Incertitudes politiques autour du chef de gouvernement
Le destin politique du chef du gouvernement, Youssef Chahed, semble de moins en moins assuré à l’approche des élections. Il subit une semi-impopularité qui profite à de nouveaux visages politiques. En fait, l’opinion est de plus en plus méfiante vis-à-vis des partis connus et de la classe politique au pouvoir et appelle à une nouvelle circulation des élites.
Nul dirigeant politique, au pouvoir ou à l’opposition, n’est assuré de la longévité de sa popularité, Il en va ainsi en démocratie, comme dans les régimes autoritaires ou encore dans les phases changeantes des transitions démocratiques traversant des difficultés pesantes.

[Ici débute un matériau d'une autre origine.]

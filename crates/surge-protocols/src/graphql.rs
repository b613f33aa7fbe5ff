//! GraphQL over HTTP/1.1 POST
//!
//! A response is a failure when its JSON body carries a non-empty `errors`
//! array, even with status 200.

use async_trait::async_trait;
use bytes::Bytes;
use serde::Serialize;
use serde_json::Value;
use std::sync::Arc;

use surge_core::{ErrorKind, OpContext, OpError, OpRecorder, ProtocolKind, Request, SurgeError};

use crate::client::{finish, guarded, Outcome, ProtocolClient, Response};
use crate::http1::Http1Client;

#[derive(Serialize)]
struct Query<'a> {
    query: &'a str,
    #[serde(skip_serializing_if = "Value::is_null")]
    variables: Value,
    #[serde(rename = "operationName", skip_serializing_if = "Option::is_none")]
    operation_name: Option<&'a str>,
}

/// JSON request body for a query
pub fn query_body(query: &str, variables: Value, operation_name: Option<&str>) -> Bytes {
    let body = Query {
        query,
        variables,
        operation_name,
    };
    // Serializing borrowed strs and a Value cannot fail
    Bytes::from(serde_json::to_vec(&body).unwrap_or_default())
}

fn response_errors(response: &Response) -> Option<OpError> {
    if response.status >= 400 {
        return None;
    }
    let doc: Value = match serde_json::from_slice(&response.body) {
        Ok(doc) => doc,
        Err(e) => {
            return Some(OpError::new(
                ErrorKind::Protocol,
                format!("GraphQL response is not JSON: {e}"),
            ))
        }
    };
    let errors = doc.get("errors")?.as_array()?;
    let first = errors.first()?;
    let message = first
        .get("message")
        .and_then(Value::as_str)
        .unwrap_or("unknown error");
    Some(OpError::new(
        ErrorKind::Protocol,
        format!("GraphQL error ({} total): {message}", errors.len()),
    ))
}

pub struct GraphQlClient {
    http1: Arc<Http1Client>,
}

impl GraphQlClient {
    pub fn new(http1: Arc<Http1Client>) -> Self {
        Self { http1 }
    }

    async fn call(&self, request: &Request, rec: &mut OpRecorder) -> Result<Response, SurgeError> {
        let mut request = request.clone();
        if request.method == "GET" && !request.body.is_empty() {
            request.method = "POST".to_string();
        }
        if !request.headers.contains("content-type") {
            request.headers.insert("Content-Type", "application/json");
        }
        if !request.headers.contains("accept") {
            request.headers.insert("Accept", "application/json");
        }
        self.http1.exchange(&request, rec).await
    }
}

#[async_trait]
impl ProtocolClient for GraphQlClient {
    fn kind(&self) -> ProtocolKind {
        ProtocolKind::Graphql
    }

    async fn execute(&self, request: &Request, ctx: &OpContext) -> Outcome {
        let mut rec = ctx.recorder(Some(ProtocolKind::Graphql), request.url.as_str());
        let deadline = request
            .timeout
            .unwrap_or(self.http1.config().request_timeout);
        let res = guarded(&ctx.cancel, deadline, self.call(request, &mut rec)).await;
        finish(rec, res, response_errors)
    }

    async fn close(&self) -> Result<(), SurgeError> {
        Ok(())
    }
}

#[cfg(test)]
mod tests {
    use super::*;
    use serde_json::json;

    fn response(body: &'static str) -> Response {
        Response {
            status: 200,
            body: Bytes::from_static(body.as_bytes()),
            ..Default::default()
        }
    }

    #[test]
    fn test_query_body() {
        let body = query_body("{ me { id } }", json!({"a": 1}), None);
        let doc: Value = serde_json::from_slice(&body).unwrap();
        assert_eq!(doc["query"], "{ me { id } }");
        assert_eq!(doc["variables"]["a"], 1);
        assert!(doc.get("operationName").is_none());
    }

    #[test]
    fn test_errors_array_fails_operation() {
        assert!(response_errors(&response(r#"{"data":{"me":null}}"#)).is_none());
        assert!(response_errors(&response(r#"{"data":{},"errors":[]}"#)).is_none());
        let err =
            response_errors(&response(r#"{"errors":[{"message":"denied"}]}"#)).unwrap();
        assert_eq!(err.kind, ErrorKind::Protocol);
        assert!(err.message.contains("denied"));
        assert!(response_errors(&response("<html>")).is_some());
    }
}
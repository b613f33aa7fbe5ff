//! # Cluster Messages
//!
//! Every RPC is one request frame answered by one reply frame.
//!
//! ```text
//!   Probe ─────────────► Ack | Nack        (membership, piggybacked deltas)
//!   IndirectProbe ─────► Ack | Nack        (relay probes the target)
//!   JoinRequest ───────► JoinReply         (full member list)
//!   LeaveNotice ───────► Ack
//!   VoteRequest ───────► VoteReply         (replication)
//!   AppendEntries ─────► AppendReply
//!   Forward ───────────► ForwardReply      (follower to leader push)
//! ```

use serde::{Deserialize, Serialize};
use std::fmt;

use surge_core::{EntryId, NodeId};

/// Wire format revision carried in HELLO
pub const PROTOCOL_VERSION: u16 = 1;

/// SWIM member state; `Dead` and `Left` are absorbing
#[derive(Clone, Copy, Debug, PartialEq, Eq, Hash, Serialize, Deserialize)]
pub enum MemberState {
    Alive,
    Suspect,
    Dead,
    Left,
}

impl MemberState {
    /// Alive or suspected, i.e. still counted toward quorums
    pub fn is_live(self) -> bool {
        matches!(self, Self::Alive | Self::Suspect)
    }

    pub fn is_terminal(self) -> bool {
        matches!(self, Self::Dead | Self::Left)
    }
}

impl fmt::Display for MemberState {
    fn fmt(&self, f: &mut fmt::Formatter<'_>) -> fmt::Result {
        f.write_str(match self {
            Self::Alive => "alive",
            Self::Suspect => "suspect",
            Self::Dead => "dead",
            Self::Left => "left",
        })
    }
}

/// One member as described by some node; also the gossip delta format
#[derive(Clone, Debug, PartialEq, Eq, Serialize, Deserialize)]
pub struct Member {
    pub id: NodeId,
    pub addr: String,
    pub state: MemberState,
    pub incarnation: u64,
}

/// Replicated control command
#[derive(Clone, Debug, PartialEq, Eq, Serialize, Deserialize)]
pub enum Command {
    /// Written by every new leader
    Noop,
    /// Select a registered workflow and its option overrides
    Workflow {
        name: String,
        overrides: Vec<(String, String)>,
    },
    Start { workflow: String },
    Stop { workflow: String },
}

/// One replication log slot
#[derive(Clone, Debug, PartialEq, Eq, Serialize, Deserialize)]
pub struct LogEntry {
    pub index: u64,
    pub term: u64,
    pub id: EntryId,
    /// Unix milliseconds when the leader accepted the entry
    pub created_ms: u64,
    pub command: Command,
}

/// Why a forwarded push was refused
#[derive(Clone, Debug, PartialEq, Eq, Serialize, Deserialize)]
pub enum Refusal {
    NoLeader,
    Timeout { millis: u64 },
    Failed(String),
}

/// Connection preamble, exchanged unencrypted and uncompressed
#[derive(Clone, Debug, PartialEq, Eq, Serialize, Deserialize)]
pub struct Hello {
    pub version: u16,
    pub compress: bool,
    pub encrypt: bool,
}

#[derive(Clone, Debug, PartialEq, Serialize, Deserialize)]
pub enum Message {
    // === Membership ===
    Probe {
        src: NodeId,
        seq: u64,
        updates: Vec<Member>,
    },
    Ack {
        src: NodeId,
        seq: u64,
        updates: Vec<Member>,
    },
    Nack {
        src: NodeId,
        seq: u64,
    },
    IndirectProbe {
        target: NodeId,
        src: NodeId,
        seq: u64,
    },
    JoinRequest {
        src: NodeId,
        addr: String,
    },
    JoinReply {
        members: Vec<Member>,
    },
    LeaveNotice {
        src: NodeId,
        incarnation: u64,
    },

    // === Replication ===
    VoteRequest {
        term: u64,
        candidate: NodeId,
        last_index: u64,
        last_term: u64,
    },
    VoteReply {
        term: u64,
        granted: bool,
    },
    AppendEntries {
        term: u64,
        leader: NodeId,
        prev_index: u64,
        prev_term: u64,
        entries: Vec<LogEntry>,
        commit_idx: u64,
        /// `prev_index` is the leader's pruned base; a follower behind it
        /// restarts its log there
        rebase: bool,
    },
    AppendReply {
        term: u64,
        success: bool,
        last_index: u64,
    },
    Forward {
        commands: Vec<Command>,
    },
    ForwardReply {
        result: Result<Vec<EntryId>, Refusal>,
    },
}

impl Message {
    /// Short name for logs
    pub fn name(&self) -> &'static str {
        match self {
            Self::Probe { .. } => "probe",
            Self::Ack { .. } => "ack",
            Self::Nack { .. } => "nack",
            Self::IndirectProbe { .. } => "indirect-probe",
            Self::JoinRequest { .. } => "join-request",
            Self::JoinReply { .. } => "join-reply",
            Self::LeaveNotice { .. } => "leave-notice",
            Self::VoteRequest { .. } => "vote-request",
            Self::VoteReply { .. } => "vote-reply",
            Self::AppendEntries { .. } => "append-entries",
            Self::AppendReply { .. } => "append-reply",
            Self::Forward { .. } => "forward",
            Self::ForwardReply { .. } => "forward-reply",
        }
    }

    pub fn is_membership(&self) -> bool {
        matches!(
            self,
            Self::Probe { .. }
                | Self::IndirectProbe { .. }
                | Self::JoinRequest { .. }
                | Self::LeaveNotice { .. }
        )
    }
}

#[cfg(test)]
mod tests {
    use super::*;

    #[test]
    fn test_member_state_classes() {
        assert!(MemberState::Suspect.is_live());
        assert!(!MemberState::Dead.is_live());
        assert!(MemberState::Left.is_terminal());
        assert_eq!(MemberState::Suspect.to_string(), "suspect");
    }

    #[test]
    fn test_bincode_append_entries() {
        let msg = Message::AppendEntries {
            term: 4,
            leader: NodeId(2),
            prev_index: 9,
            prev_term: 3,
            entries: vec![LogEntry {
                index: 10,
                term: 4,
                id: EntryId::compose(1_000, 2, 0),
                created_ms: 1_700_000_000_000,
                command: Command::Workflow {
                    name: "checkout".into(),
                    overrides: vec![("vus".into(), "10".into())],
                },
            }],
            commit_idx: 9,
            rebase: false,
        };
        let bytes = bincode::serialize(&msg).unwrap();
        let back: Message = bincode::deserialize(&bytes).unwrap();
        assert_eq!(back, msg);
        assert_eq!(back.name(), "append-entries");
        assert!(!back.is_membership());
    }

    #[test]
    fn test_forward_reply_carries_refusal() {
        let msg = Message::ForwardReply {
            result: Err(Refusal::NoLeader),
        };
        let bytes = bincode::serialize(&msg).unwrap();
        let back: Message = bincode::deserialize(&bytes).unwrap();
        assert_eq!(back, msg);
    }
}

La vertu même a ses limites, ainsi que la patience des populations. Une population en détresse dans un pays en crise de transition depuis plusieurs années, déprimée, pessimiste sur son avenir et celui du pays, a plusieurs raisons de juger les hommes politiques et les gouvernements sur leurs résultats immédiats, très immédiats même, et non sur l’effet d’annonce des politiques à suivre. Or, la situation du chef de gouvernement Chahed, et même son destin politique, lui qui aspire jouer les premiers rôles, semblent aujourd’hui sérieusement remis en cause, comme le prévoient différents sondages successifs et comme le confirme la modification de dernière minute du code électoral, conduisant le chef du gouvernement à se prémunir contre la montée des candidats et partis populistes qui commencent à lui faire sérieusement de l’ombre pour les prochaines élections.
Youssef Chahed est entré en force dans la sphère politique. Peu visible quand il était au parti Joumhouri au début de la transition, il a commencé à gagner ses galons en intégrant Nida Tounès. Poussé par le président Essebsi, séduit à ses dires par ses capacités, il est aussitôt désigné ministre des Collectivités locales, puis, sur la foulée, chef de gouvernement. Toutefois, dissident du même Essebsi qui l’a propulsé, et en désaccord manifeste avec le fils de celui-ci, qui a fait main basse sur Nida, il s’accroche au pouvoir en s’assurant de l’appui des islamistes, crée son propre parti Tahya Tounès dont il devient le chef, et se projette comme candidat potentiel aux présidentielles et aux législatives pour son parti.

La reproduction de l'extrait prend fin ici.